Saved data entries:
--*--

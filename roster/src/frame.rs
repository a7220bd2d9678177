//! The composited output of one render pass.

use std::hash::Hash;

use crate::column::Alignment;
use crate::display::DisplayState;
use crate::error::RenderFault;
use crate::row::{RowBody, RowVisual};
use crate::selection::{AggregateState, SelectionModel};
use crate::text::{display_width, fit};
use crate::window::VisibleRange;

/// Sort direction shown in a sortable column's header.
#[derive(Debug, Clone, Copy, PartialEq, Eq)]
pub enum SortDirection {
    Ascending,
    Descending,
}

impl SortDirection {
    pub fn indicator(self) -> char {
        match self {
            SortDirection::Ascending => '▲',
            SortDirection::Descending => '▼',
        }
    }
}

/// The column currently carrying a sort indicator.
#[derive(Debug, Clone, PartialEq, Eq)]
pub struct SortState {
    pub key: String,
    pub direction: SortDirection,
}

/// One header cell, already fitted to its column width.
#[derive(Debug, Clone, PartialEq, Eq)]
pub struct HeaderCell {
    pub key: String,
    pub label: String,
    pub width: u16,
    pub sortable: bool,
    pub sort: Option<SortDirection>,
}

/// Header row.
#[derive(Debug, Clone, PartialEq, Eq)]
pub struct Header {
    pub cells: Vec<HeaderCell>,
    /// State of the "select all" control, present when rows are selectable.
    pub select_all: Option<AggregateState>,
}

impl Header {
    pub fn widths(&self) -> Vec<u16> {
        self.cells.iter().map(|c| c.width).collect()
    }
}

/// Body content for the current display state.
#[derive(Debug, Clone, PartialEq, Eq)]
pub enum Body<K> {
    /// Placeholder rows while loading.
    Skeleton(usize),
    /// Static message when there are no rows.
    Message(String),
    /// Materialized rows of the visible range, in index order.
    Rows {
        range: VisibleRange,
        rows: Vec<RowVisual<K>>,
    },
}

/// Kind of a composed output line.
#[derive(Debug, Clone, Copy, PartialEq, Eq)]
pub enum LineKind {
    Header,
    Row { index: usize, selected: Option<bool> },
    Fault { index: usize },
    Skeleton,
    Message,
}

/// One composed line of the frame.
#[derive(Debug, Clone, PartialEq, Eq)]
pub struct Line {
    pub kind: LineKind,
    pub text: String,
}

/// Everything a host needs to paint the table once.
#[derive(Debug, Clone, PartialEq, Eq)]
pub struct Frame<K> {
    pub state: DisplayState,
    pub header: Option<Header>,
    pub body: Body<K>,
    /// Column widths used for the body; identical to the header's.
    pub widths: Vec<u16>,
    pub scroll_offset: u32,
    pub viewport_height: u32,
    pub item_height: u32,
    /// Whether rows carry a selection control.
    pub selectable: bool,
}

impl<K> Default for Frame<K> {
    fn default() -> Self {
        Self {
            state: DisplayState::Empty,
            header: None,
            body: Body::Message(String::new()),
            widths: Vec::new(),
            scroll_offset: 0,
            viewport_height: 0,
            item_height: 1,
            selectable: false,
        }
    }
}

const CHECKED: &str = "[x] ";
const UNCHECKED: &str = "[ ] ";
const PARTIAL: &str = "[-] ";
const NO_GUTTER: &str = "    ";

impl<K> Frame<K> {
    /// Materialized rows (empty unless populated).
    pub fn rows(&self) -> &[RowVisual<K>] {
        match &self.body {
            Body::Rows { rows, .. } => rows,
            _ => &[],
        }
    }

    /// The materialized range (empty unless populated).
    pub fn range(&self) -> VisibleRange {
        match &self.body {
            Body::Rows { range, .. } => *range,
            _ => VisibleRange::empty(),
        }
    }

    /// Rows that failed to render in this frame.
    pub fn faults(&self) -> impl Iterator<Item = &RenderFault> {
        self.rows().iter().filter_map(RowVisual::fault)
    }

    /// Take the row storage for reuse, leaving the body empty.
    pub(crate) fn take_rows(&mut self) -> Vec<RowVisual<K>> {
        match std::mem::replace(&mut self.body, Body::Message(String::new())) {
            Body::Rows { rows, .. } => rows,
            _ => Vec::new(),
        }
    }

    fn content_width(&self) -> usize {
        self.widths.iter().map(|w| *w as usize).sum()
    }

    fn gutter(&self, state: Option<bool>) -> &'static str {
        match state {
            Some(true) => CHECKED,
            Some(false) => UNCHECKED,
            None if self.selectable => NO_GUTTER,
            None => "",
        }
    }

    /// Compose the frame into lines: the header (if any) followed by at most
    /// `viewport_height` body lines, clipped to the scroll offset.
    pub fn lines(&self) -> Vec<Line> {
        let mut out = Vec::new();
        let width = self.content_width();

        if let Some(header) = &self.header {
            let gutter = match header.select_all {
                Some(AggregateState::All) => CHECKED,
                Some(AggregateState::Some) => PARTIAL,
                Some(AggregateState::None) => UNCHECKED,
                None => self.gutter(None),
            };
            let mut text = String::from(gutter);
            for cell in &header.cells {
                text.push_str(&cell.label);
            }
            out.push(Line {
                kind: LineKind::Header,
                text,
            });
        }

        let max_lines = self.viewport_height as usize;
        let item_height = self.item_height.max(1) as usize;
        let blank = || " ".repeat(self.gutter(None).len() + width);

        match &self.body {
            Body::Skeleton(count) => {
                'skeleton: for _ in 0..*count {
                    let mut text = String::from(self.gutter(None));
                    for w in &self.widths {
                        let w = *w as usize;
                        text.push_str(&"░".repeat(w.saturating_sub(1)));
                        if w > 0 {
                            text.push(' ');
                        }
                    }
                    for line in 0..item_height {
                        if out.len() >= max_lines + usize::from(self.header.is_some()) {
                            break 'skeleton;
                        }
                        out.push(Line {
                            kind: LineKind::Skeleton,
                            text: if line == 0 { text.clone() } else { blank() },
                        });
                    }
                }
            }
            Body::Message(message) => {
                if max_lines > 0 {
                    let text = format!(
                        "{}{}",
                        self.gutter(None),
                        fit(message, width.max(display_width(message)), Alignment::Center)
                    );
                    out.push(Line {
                        kind: LineKind::Message,
                        text,
                    });
                }
            }
            Body::Rows { rows, .. } => {
                let top = u64::from(self.scroll_offset);
                let bottom = top + max_lines as u64;
                for row in rows {
                    let (kind, first) = match &row.body {
                        RowBody::Cells(cells) => {
                            let mut text = String::from(self.gutter(row.selected));
                            for cell in cells {
                                text.push_str(cell);
                            }
                            (
                                LineKind::Row {
                                    index: row.index,
                                    selected: row.selected,
                                },
                                text,
                            )
                        }
                        RowBody::Fault(fault) => {
                            let message = format!("⚠ {}", fault.message);
                            let text = format!(
                                "{}{}",
                                self.gutter(row.selected),
                                fit(&message, width, Alignment::Left)
                            );
                            (LineKind::Fault { index: row.index }, text)
                        }
                    };

                    for line in 0..item_height as u64 {
                        let y = row.top + line;
                        if y < top || y >= bottom {
                            continue;
                        }
                        out.push(Line {
                            kind,
                            text: if line == 0 { first.clone() } else { blank() },
                        });
                    }
                }
            }
        }

        out
    }
}

impl<K: Eq + Hash> Frame<K> {
    /// Bring the selection indicators of materialized rows in line with
    /// `selection`, without re-rendering any cell.
    ///
    /// Returns the dataset indices of rows whose indicator changed.
    pub fn sync_selection(&mut self, selection: &SelectionModel<K>) -> Vec<usize> {
        let mut changed = Vec::new();
        if let Body::Rows { rows, .. } = &mut self.body {
            for row in rows.iter_mut() {
                if let Some(current) = row.selected {
                    let now = selection.is_selected(&row.key);
                    if now != current {
                        row.selected = Some(now);
                        changed.push(row.index);
                    }
                }
            }
        }
        changed
    }

    /// Update the header's "select all" control.
    pub fn set_select_all(&mut self, state: AggregateState) {
        if let Some(header) = &mut self.header
            && header.select_all.is_some()
        {
            header.select_all = Some(state);
        }
    }
}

--*--

Aim of the task: Would you please write the entries out again in full, exactly as given?

Result for this task:
filename roster/src/frame.rs
repository a7220bd2d9678177
//! The composited output of one render pass.

use std::hash::Hash;

use crate::column::Alignment;
use crate::display::DisplayState;
use crate::error::RenderFault;
use crate::row::{RowBody, RowVisual};
use crate::selection::{AggregateState, SelectionModel};
use crate::text::{display_width, fit};
use crate::window::VisibleRange;

/// Sort direction shown in a sortable column's header.
#[derive(Debug, Clone, Copy, PartialEq, Eq)]
pub enum SortDirection {
    Ascending,
    Descending,
}

impl SortDirection {
    pub fn indicator(self) -> char {
        match self {
            SortDirection::Ascending => '▲',
            SortDirection::Descending => '▼',
        }
    }
}

/// The column currently carrying a sort indicator.
#[derive(Debug, Clone, PartialEq, Eq)]
pub struct SortState {
    pub key: String,
    pub direction: SortDirection,
}

/// One header cell, already fitted to its column width.
#[derive(Debug, Clone, PartialEq, Eq)]
pub struct HeaderCell {
    pub key: String,
    pub label: String,
    pub width: u16,
    pub sortable: bool,
    pub sort: Option<SortDirection>,
}

/// Header row.
#[derive(Debug, Clone, PartialEq, Eq)]
pub struct Header {
    pub cells: Vec<HeaderCell>,
    /// State of the "select all" control, present when rows are selectable.
    pub select_all: Option<AggregateState>,
}

impl Header {
    pub fn widths(&self) -> Vec<u16> {
        self.cells.iter().map(|c| c.width).collect()
    }
}

/// Body content for the current display state.
#[derive(Debug, Clone, PartialEq, Eq)]
pub enum Body<K> {
    /// Placeholder rows while loading.
    Skeleton(usize),
    /// Static message when there are no rows.
    Message(String),
    /// Materialized rows of the visible range, in index order.
    Rows {
        range: VisibleRange,
        rows: Vec<RowVisual<K>>,
    },
}

/// Kind of a composed output line.
#[derive(Debug, Clone, Copy, PartialEq, Eq)]
pub enum LineKind {
    Header,
    Row { index: usize, selected: Option<bool> },
    Fault { index: usize },
    Skeleton,
    Message,
}

/// One composed line of the frame.
#[derive(Debug, Clone, PartialEq, Eq)]
pub struct Line {
    pub kind: LineKind,
    pub text: String,
}

/// Everything a host needs to paint the table once.
#[derive(Debug, Clone, PartialEq, Eq)]
pub struct Frame<K> {
    pub state: DisplayState,
    pub header: Option<Header>,
    pub body: Body<K>,
    /// Column widths used for the body; identical to the header's.
    pub widths: Vec<u16>,
    pub scroll_offset: u32,
    pub viewport_height: u32,
    pub item_height: u32,
    /// Whether rows carry a selection control.
    pub selectable: bool,
}

impl<K> Default for Frame<K> {
    fn default() -> Self {
        Self {
            state: DisplayState::Empty,
            header: None,
            body: Body::Message(String::new()),
            widths: Vec::new(),
            scroll_offset: 0,
            viewport_height: 0,
            item_height: 1,
            selectable: false,
        }
    }
}

const CHECKED: &str = "[x] ";
const UNCHECKED: &str = "[ ] ";
const PARTIAL: &str = "[-] ";
const NO_GUTTER: &str = "    ";

impl<K> Frame<K> {
    /// Materialized rows (empty unless populated).
    pub fn rows(&self) -> &[RowVisual<K>] {
        match &self.body {
            Body::Rows { rows, .. } => rows,
            _ => &[],
        }
    }

    /// The materialized range (empty unless populated).
    pub fn range(&self) -> VisibleRange {
        match &self.body {
            Body::Rows { range, .. } => *range,
            _ => VisibleRange::empty(),
        }
    }

    /// Rows that failed to render in this frame.
    pub fn faults(&self) -> impl Iterator<Item = &RenderFault> {
        self.rows().iter().filter_map(RowVisual::fault)
    }

    /// Take the row storage for reuse, leaving the body empty.
    pub(crate) fn take_rows(&mut self) -> Vec<RowVisual<K>> {
        match std::mem::replace(&mut self.body, Body::Message(String::new())) {
            Body::Rows { rows, .. } => rows,
            _ => Vec::new(),
        }
    }

    fn content_width(&self) -> usize {
        self.widths.iter().map(|w| *w as usize).sum()
    }

    fn gutter(&self, state: Option<bool>) -> &'static str {
        match state {
            Some(true) => CHECKED,
            Some(false) => UNCHECKED,
            None if self.selectable => NO_GUTTER,
            None => "",
        }
    }

    /// Compose the frame into lines: the header (if any) followed by at most
    /// `viewport_height` body lines, clipped to the scroll offset.
    pub fn lines(&self) -> Vec<Line> {
        let mut out = Vec::new();
        let width = self.content_width();

        if let Some(header) = &self.header {
            let gutter = match header.select_all {
                Some(AggregateState::All) => CHECKED,
                Some(AggregateState::Some) => PARTIAL,
                Some(AggregateState::None) => UNCHECKED,
                None => self.gutter(None),
            };
            let mut text = String::from(gutter);
            for cell in &header.cells {
                text.push_str(&cell.label);
            }
            out.push(Line {
                kind: LineKind::Header,
                text,
            });
        }

        let max_lines = self.viewport_height as usize;
        let item_height = self.item_height.max(1) as usize;
        let blank = || " ".repeat(self.gutter(None).len() + width);

        match &self.body {
            Body::Skeleton(count) => {
                'skeleton: for _ in 0..*count {
                    let mut text = String::from(self.gutter(None));
                    for w in &self.widths {
                        let w = *w as usize;
                        text.push_str(&"░".repeat(w.saturating_sub(1)));
                        if w > 0 {
                            text.push(' ');
                        }
                    }
                    for line in 0..item_height {
                        if out.len() >= max_lines + usize::from(self.header.is_some()) {
                            break 'skeleton;
                        }
                        out.push(Line {
                            kind: LineKind::Skeleton,
                            text: if line == 0 { text.clone() } else { blank() },
                        });
                    }
                }
            }
            Body::Message(message) => {
                if max_lines > 0 {
                    let text = format!(
                        "{}{}",
                        self.gutter(None),
                        fit(message, width.max(display_width(message)), Alignment::Center)
                    );
                    out.push(Line {
                        kind: LineKind::Message,
                        text,
                    });
                }
            }
            Body::Rows { rows, .. } => {
                let top = u64::from(self.scroll_offset);
                let bottom = top + max_lines as u64;
                for row in rows {
                    let (kind, first) = match &row.body {
                        RowBody::Cells(cells) => {
                            let mut text = String::from(self.gutter(row.selected));
                            for cell in cells {
                                text.push_str(cell);
                            }
                            (
                                LineKind::Row {
                                    index: row.index,
                                    selected: row.selected,
                                },
                                text,
                            )
                        }
                        RowBody::Fault(fault) => {
                            let message = format!("⚠ {}", fault.message);
                            let text = format!(
                                "{}{}",
                                self.gutter(row.selected),
                                fit(&message, width, Alignment::Left)
                            );
                            (LineKind::Fault { index: row.index }, text)
                        }
                    };

                    for line in 0..item_height as u64 {
                        let y = row.top + line;
                        if y < top || y >= bottom {
                            continue;
                        }
                        out.push(Line {
                            kind,
                            text: if line == 0 { first.clone() } else { blank() },
                        });
                    }
                }
            }
        }

        out
    }
}

impl<K: Eq + Hash> Frame<K> {
    /// Bring the selection indicators of materialized rows in line with
    /// `selection`, without re-rendering any cell.
    ///
    /// Returns the dataset indices of rows whose indicator changed.
    pub fn sync_selection(&mut self, selection: &SelectionModel<K>) -> Vec<usize> {
        let mut changed = Vec::new();
        if let Body::Rows { rows, .. } = &mut self.body {
            for row in rows.iter_mut() {
                if let Some(current) = row.selected {
                    let now = selection.is_selected(&row.key);
                    if now != current {
                        row.selected = Some(now);
                        changed.push(row.index);
                    }
                }
            }
        }
        changed
    }

    /// Update the header's "select all" control.
    pub fn set_select_all(&mut self, state: AggregateState) {
        if let Some(header) = &mut self.header
            && header.select_all.is_some()
        {
            header.select_all = Some(state);
        }
    }
}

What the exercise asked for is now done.